§ **WHAT YOU NEED TO DO**
Among the entries that follow, tally the lines with the string "output". Give no more than the number.

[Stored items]
%%

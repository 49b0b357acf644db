//! SQL dialect identification.
//!
//! Dialects travel through the system as lower-cased string ids so that
//! callers can register knowledge for engines this crate has never heard
//! of. The `Dialect` enum is the closed set of engines with built-in
//! knowledge; every per-dialect default lives in one of its methods.
use std::fmt;
use std::sync::Arc;

use serde::{Deserialize, Serialize};

use crate::context::{self, DatabaseContextProvider};

/// Dialect id used when a connection has no recorded dialect.
pub const UNKNOWN_DIALECT: &str = "unknown";

/// Lower-case and trim a dialect id, folding known aliases onto their
/// canonical id. Unrecognized ids are returned lower-cased, never rejected.
pub fn normalize_dialect(dialect: &str) -> String {
    let lowered = dialect.trim().to_lowercase();
    match lowered.as_str() {
        "postgres" | "pg" | "pgsql" => "postgresql".to_string(),
        "mariadb" => "mysql".to_string(),
        "sqlite3" => "sqlite".to_string(),
        "ch" => "clickhouse".to_string(),
        _ => lowered,
    }
}

#[derive(Debug, Clone, Copy, PartialEq, Eq, Hash, Serialize, Deserialize)]
#[serde(rename_all = "lowercase")]
pub enum Dialect {
    PostgreSql,
    MySql,
    ClickHouse,
    Sqlite,
    DuckDb,
    Default,
}

impl Dialect {
    /// Every dialect with built-in knowledge, `Default` last.
    pub const ALL: [Dialect; 6] = [
        Dialect::PostgreSql,
        Dialect::MySql,
        Dialect::ClickHouse,
        Dialect::Sqlite,
        Dialect::DuckDb,
        Dialect::Default,
    ];

    /// Resolve a dialect id. Never fails: unknown ids map to `Default`.
    pub fn from_id(id: &str) -> Self {
        match normalize_dialect(id).as_str() {
            "postgresql" => Dialect::PostgreSql,
            "mysql" => Dialect::MySql,
            "clickhouse" => Dialect::ClickHouse,
            "sqlite" => Dialect::Sqlite,
            "duckdb" => Dialect::DuckDb,
            _ => Dialect::Default,
        }
    }

    pub fn id(&self) -> &'static str {
        match self {
            Dialect::PostgreSql => "postgresql",
            Dialect::MySql => "mysql",
            Dialect::ClickHouse => "clickhouse",
            Dialect::Sqlite => "sqlite",
            Dialect::DuckDb => "duckdb",
            Dialect::Default => "default",
        }
    }

    pub fn display_name(&self) -> &'static str {
        match self {
            Dialect::PostgreSql => "PostgreSQL",
            Dialect::MySql => "MySQL",
            Dialect::ClickHouse => "ClickHouse",
            Dialect::Sqlite => "SQLite",
            Dialect::DuckDb => "DuckDB",
            Dialect::Default => "Generic SQL",
        }
    }

    /// EXPLAIN prefix seeded into the explain configuration table.
    pub fn default_explain_prefix(&self) -> &'static str {
        match self {
            Dialect::PostgreSql => "EXPLAIN (ANALYZE, FORMAT JSON)",
            Dialect::MySql => "EXPLAIN FORMAT=JSON",
            Dialect::ClickHouse => "EXPLAIN",
            Dialect::Sqlite => "EXPLAIN QUERY PLAN",
            Dialect::DuckDb => "EXPLAIN ANALYZE",
            Dialect::Default => "EXPLAIN",
        }
    }

    fn identifier_quote(&self) -> char {
        match self {
            Dialect::MySql | Dialect::ClickHouse => '`',
            _ => '"',
        }
    }

    /// Quote a possibly schema-qualified identifier (`schema.table`).
    /// Each part is quoted separately and embedded quotes are doubled.
    pub fn quote_identifier(&self, identifier: &str) -> String {
        let quote = self.identifier_quote();
        let doubled = format!("{quote}{quote}");
        identifier
            .split('.')
            .map(|part| {
                let escaped = part.replace(quote, &doubled);
                format!("{quote}{escaped}{quote}")
            })
            .collect::<Vec<_>>()
            .join(".")
    }

    /// Whether `\` starts an escape sequence inside string literals.
    pub fn backslash_escapes(&self) -> bool {
        matches!(self, Dialect::MySql | Dialect::ClickHouse)
    }

    /// Count expression used by the pagination count query, if the engine
    /// prefers something other than `COUNT(*)`.
    pub fn count_expression(&self) -> Option<&'static str> {
        match self {
            Dialect::ClickHouse => Some("count()"),
            _ => None,
        }
    }

    /// Built-in prompt knowledge for this dialect.
    pub fn context_provider(&self) -> Arc<dyn DatabaseContextProvider> {
        match self {
            Dialect::PostgreSql => Arc::new(context::PostgresContext::new()),
            Dialect::MySql => Arc::new(context::MySqlContext::new()),
            Dialect::ClickHouse => Arc::new(context::ClickHouseContext::new()),
            Dialect::Sqlite => Arc::new(context::SqliteContext::new()),
            Dialect::DuckDb => Arc::new(context::DuckDbContext::new()),
            Dialect::Default => Arc::new(context::DefaultContext::new()),
        }
    }
}

impl fmt::Display for Dialect {
    fn fmt(&self, f: &mut fmt::Formatter<'_>) -> fmt::Result {
        write!(f, "{}", self.id())
    }
}

#[cfg(test)]
mod tests {
    use super::*;

    #[test]
    fn test_normalize_dialect() {
        assert_eq!(normalize_dialect("MySQL"), "mysql");
        assert_eq!(normalize_dialect("  Postgres "), "postgresql");
        assert_eq!(normalize_dialect("pg"), "postgresql");
        assert_eq!(normalize_dialect("MariaDB"), "mysql");
        assert_eq!(normalize_dialect("Snowflake"), "snowflake");
    }

    #[test]
    fn test_from_id_never_fails() {
        assert_eq!(Dialect::from_id("POSTGRESQL"), Dialect::PostgreSql);
        assert_eq!(Dialect::from_id("clickhouse"), Dialect::ClickHouse);
        assert_eq!(Dialect::from_id("oracle"), Dialect::Default);
        assert_eq!(Dialect::from_id(""), Dialect::Default);
        assert_eq!(Dialect::from_id(UNKNOWN_DIALECT), Dialect::Default);
    }

    #[test]
    fn test_id_round_trips_through_from_id() {
        for dialect in Dialect::ALL {
            assert_eq!(Dialect::from_id(dialect.id()), dialect);
        }
    }

    #[test]
    fn test_quote_identifier() {
        assert_eq!(Dialect::PostgreSql.quote_identifier("orders"), "\"orders\"");
        assert_eq!(
            Dialect::PostgreSql.quote_identifier("public.orders"),
            "\"public\".\"orders\""
        );
        assert_eq!(Dialect::MySql.quote_identifier("shop.orders"), "`shop`.`orders`");
        assert_eq!(
            Dialect::PostgreSql.quote_identifier("we\"ird"),
            "\"we\"\"ird\""
        );
        assert_eq!(Dialect::ClickHouse.quote_identifier("a`b"), "`a``b`");
    }

    #[test]
    fn test_count_expression() {
        assert_eq!(Dialect::ClickHouse.count_expression(), Some("count()"));
        assert_eq!(Dialect::PostgreSql.count_expression(), None);
    }

    #[test]
    fn test_context_provider_matches_dialect() {
        for dialect in Dialect::ALL {
            let provider = dialect.context_provider();
            assert_eq!(provider.context().id, dialect.id());
        }
    }
}
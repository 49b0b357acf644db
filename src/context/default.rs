use super::{
    pairs, strings, DatabaseContext, DatabaseContextProvider, ExampleSet, FeatureSupport,
    FunctionMap,
};

/// Generic ANSI SQL guidance for dialects without their own provider.
pub struct DefaultContext {
    context: DatabaseContext,
}

impl Default for DefaultContext {
    fn default() -> Self {
        Self::new()
    }
}

impl DefaultContext {
    pub fn new() -> Self {
        let functions = FunctionMap {
            random: Vec::new(),
            date_time: strings(&["CURRENT_DATE", "CURRENT_TIMESTAMP"]),
            aggregation: strings(&["COUNT(*)", "SUM(x)", "AVG(x)", "MIN(x)", "MAX(x)"]),
            string: strings(&["UPPER(s)", "LOWER(s)", "TRIM(s)"]),
            sequence: Vec::new(),
            custom: Default::default(),
        };

        let examples = ExampleSet {
            joins: strings(&[
                "SELECT u.name, COUNT(o.id) AS order_count\nFROM users u\nLEFT JOIN orders o ON o.user_id = u.id\nGROUP BY u.name;",
            ]),
            aggregations: strings(&["SELECT status, COUNT(*) FROM orders GROUP BY status;"]),
            ..ExampleSet::default()
        };

        let context = DatabaseContext {
            id: "default".to_string(),
            name: "Generic SQL".to_string(),
            description: "Portable ANSI SQL for an unidentified database".to_string(),
            functions,
            examples,
            data_types: strings(&["INTEGER", "DECIMAL(p, s)", "VARCHAR(n)", "DATE", "TIMESTAMP"]),
            query_patterns: pairs(&[("filtering", "SELECT * FROM t WHERE col = 'value'")]),
            best_practices: strings(&[
                "Stick to ANSI SQL constructs",
                "Avoid vendor-specific functions unless the database is known",
            ]),
            features: FeatureSupport::default(),
            critical_warnings: None,
        };

        Self { context }
    }
}

impl DatabaseContextProvider for DefaultContext {
    fn context(&self) -> &DatabaseContext {
        &self.context
    }
}
//! Normalization of heterogeneous EXPLAIN output.
//!
//! Engines answer EXPLAIN with JSON documents, JSON wrapped in a text
//! column, or plain prose. `RawPlan` is the boundary type for all of them,
//! and metric extraction matches on its shape rather than probing fields.
use serde::{Deserialize, Serialize};
use serde_json::{Map, Value};
use thiserror::Error;

use crate::db::Row;

/// Coarse statement classification by leading keyword. Purely textual and
/// best-effort: comments or parentheses in front of the keyword yield
/// `Other`.
#[derive(Debug, Clone, Copy, PartialEq, Eq, Serialize, Deserialize)]
#[serde(rename_all = "UPPERCASE")]
pub enum QueryType {
    Select,
    Insert,
    Update,
    Delete,
    Ddl,
    System,
    Other,
}

pub fn detect_query_type(sql: &str) -> QueryType {
    let upper = sql.trim_start().to_uppercase();
    let starts = |kw: &str| upper.starts_with(kw);

    if starts("SELECT") {
        QueryType::Select
    } else if starts("INSERT") {
        QueryType::Insert
    } else if starts("UPDATE") {
        QueryType::Update
    } else if starts("DELETE") {
        QueryType::Delete
    } else if starts("CREATE") || starts("ALTER") || starts("DROP") {
        QueryType::Ddl
    } else if starts("SHOW") || starts("DESC") {
        // DESC also covers DESCRIBE
        QueryType::System
    } else {
        QueryType::Other
    }
}

pub fn is_explain_query(query: &str) -> bool {
    let trimmed = query.trim().to_uppercase();
    trimmed.starts_with("EXPLAIN")
}

/// EXPLAIN output as returned by the engine.
#[derive(Debug, Clone, PartialEq, Serialize, Deserialize)]
#[serde(untagged)]
pub enum RawPlan {
    Text(String),
    Array(Vec<Value>),
    Object(Map<String, Value>),
}

impl RawPlan {
    /// Build the plan from EXPLAIN result rows.
    ///
    /// A single cell holding JSON (natively or as text) becomes that JSON
    /// document; rows of one text column become a text plan, one line per
    /// row; anything else is kept as an array of row objects.
    pub fn from_rows(rows: &[Row]) -> Self {
        if let [row] = rows {
            if row.len() == 1 {
                match row.values().next() {
                    Some(Value::Array(items)) => return RawPlan::Array(items.clone()),
                    Some(Value::Object(map)) => return RawPlan::Object(map.clone()),
                    Some(Value::String(s)) => {
                        if let Some(plan) = parse_json_plan(s) {
                            return plan;
                        }
                    }
                    _ => {}
                }
            }
        }

        let lines: Option<Vec<&str>> = rows
            .iter()
            .map(|row| match row.values().next() {
                Some(Value::String(s)) if row.len() == 1 => Some(s.as_str()),
                _ => None,
            })
            .collect();

        match lines {
            Some(lines) if !lines.is_empty() => RawPlan::Text(lines.join("\n")),
            _ => RawPlan::Array(rows.iter().cloned().map(Value::Object).collect()),
        }
    }

    /// Legible text form handed to the LLM-facing layer.
    pub fn summary(&self) -> String {
        match self {
            RawPlan::Text(text) => text.clone(),
            RawPlan::Array(items) => items
                .iter()
                .map(|item| item.to_string())
                .collect::<Vec<_>>()
                .join("\n"),
            RawPlan::Object(map) => serde_json::to_string_pretty(map).unwrap_or_default(),
        }
    }
}

fn parse_json_plan(text: &str) -> Option<RawPlan> {
    let trimmed = text.trim();
    if !(trimmed.starts_with('[') || trimmed.starts_with('{')) {
        return None;
    }
    match serde_json::from_str::<Value>(trimmed).ok()? {
        Value::Array(items) => Some(RawPlan::Array(items)),
        Value::Object(map) => Some(RawPlan::Object(map)),
        _ => None,
    }
}

/// Dialect-agnostic performance figures. Only the fields a plan format
/// exposes are populated.
#[derive(Debug, Clone, Default, PartialEq, Serialize, Deserialize)]
#[serde(rename_all = "camelCase")]
pub struct PerformanceMetrics {
    #[serde(skip_serializing_if = "Option::is_none")]
    pub execution_time_ms: Option<f64>,
    #[serde(skip_serializing_if = "Option::is_none")]
    pub estimated_cost: Option<f64>,
    #[serde(skip_serializing_if = "Option::is_none")]
    pub actual_rows: Option<u64>,
    #[serde(skip_serializing_if = "Option::is_none")]
    pub estimated_rows: Option<u64>,
}

impl PerformanceMetrics {
    pub fn is_empty(&self) -> bool {
        self.execution_time_ms.is_none()
            && self.estimated_cost.is_none()
            && self.actual_rows.is_none()
            && self.estimated_rows.is_none()
    }
}

#[derive(Debug, Error, PartialEq)]
pub enum MetricsError {
    #[error("plan shape carries no known metrics: {0}")]
    UnrecognizedShape(&'static str),

    #[error("unreadable timing in text plan: {0:?}")]
    InvalidTiming(String),
}

/// Extract metrics from a plan.
///
/// Recognized shapes: a PostgreSQL `FORMAT JSON` array, a MySQL
/// `FORMAT=JSON` object and prose containing `actual time=X..Y`. Missing
/// fields inside a recognized shape just leave that metric unset.
pub fn extract_metrics(plan: &RawPlan) -> Result<PerformanceMetrics, MetricsError> {
    match plan {
        RawPlan::Array(items) => {
            let envelope = items
                .first()
                .and_then(Value::as_object)
                .ok_or(MetricsError::UnrecognizedShape("array without a plan envelope"))?;
            let node = envelope
                .get("Plan")
                .and_then(Value::as_object)
                .ok_or(MetricsError::UnrecognizedShape("array without a Plan node"))?;

            Ok(PerformanceMetrics {
                execution_time_ms: envelope.get("Execution Time").and_then(as_f64),
                estimated_cost: node.get("Total Cost").and_then(as_f64),
                actual_rows: node.get("Actual Rows").and_then(as_u64),
                estimated_rows: node.get("Plan Rows").and_then(as_u64),
            })
        }
        RawPlan::Object(map) => {
            let query_block = map
                .get("query_block")
                .and_then(Value::as_object)
                .ok_or(MetricsError::UnrecognizedShape("object without query_block"))?;

            Ok(PerformanceMetrics {
                estimated_cost: query_block
                    .get("cost_info")
                    .and_then(|info| info.get("query_cost"))
                    .and_then(as_f64),
                ..PerformanceMetrics::default()
            })
        }
        RawPlan::Text(text) => Ok(PerformanceMetrics {
            execution_time_ms: actual_time_end(text)?,
            ..PerformanceMetrics::default()
        }),
    }
}

/// End of the first `actual time=start..end` range in a text plan.
fn actual_time_end(text: &str) -> Result<Option<f64>, MetricsError> {
    const MARKER: &str = "actual time=";

    let Some(pos) = text.find(MARKER) else {
        return Ok(None);
    };
    let range: String = text[pos + MARKER.len()..]
        .chars()
        .take_while(|c| c.is_ascii_digit() || *c == '.')
        .collect();

    let end = range
        .split_once("..")
        .map(|(_, end)| end)
        .and_then(parse_time_ms)
        .ok_or_else(|| MetricsError::InvalidTiming(range.clone()))?;
    Ok(Some(end))
}

fn parse_time_ms(s: &str) -> Option<f64> {
    let s = s.trim().trim_end_matches("ms").trim();
    s.parse::<f64>().ok()
}

// MySQL reports costs as strings ("query_cost": "1.20").
fn as_f64(value: &Value) -> Option<f64> {
    match value {
        Value::Number(n) => n.as_f64(),
        Value::String(s) => s.trim().parse().ok(),
        _ => None,
    }
}

fn as_u64(value: &Value) -> Option<u64> {
    match value {
        Value::Number(n) => n
            .as_u64()
            .or_else(|| n.as_f64().filter(|f| *f >= 0.0).map(|f| f.round() as u64)),
        Value::String(s) => s.trim().parse().ok(),
        _ => None,
    }
}

/// Normalized view of one plan.
#[derive(Debug, Clone, PartialEq, Serialize, Deserialize)]
#[serde(rename_all = "camelCase")]
pub struct PlanAnalysis {
    pub query_type: QueryType,
    pub plan_summary: String,
    /// `None` when the plan shape carries no recognizable metrics;
    /// `Some` with unset fields when it carries only some of them.
    pub metrics: Option<PerformanceMetrics>,
}

pub fn parse_execution_plan(sql: &str, plan: &RawPlan) -> PlanAnalysis {
    let metrics = match extract_metrics(plan) {
        Ok(metrics) => Some(metrics),
        Err(e) => {
            tracing::debug!("no metrics extracted: {}", e);
            None
        }
    };

    PlanAnalysis {
        query_type: detect_query_type(sql),
        plan_summary: plan.summary(),
        metrics,
    }
}

pub fn format_duration_ms(ms: f64) -> String {
    if ms >= 1000.0 {
        format!("{:.2}s", ms / 1000.0)
    } else {
        format!("{:.2}ms", ms)
    }
}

%%

§ **RESPONSE TO THIS EXERCISE**
2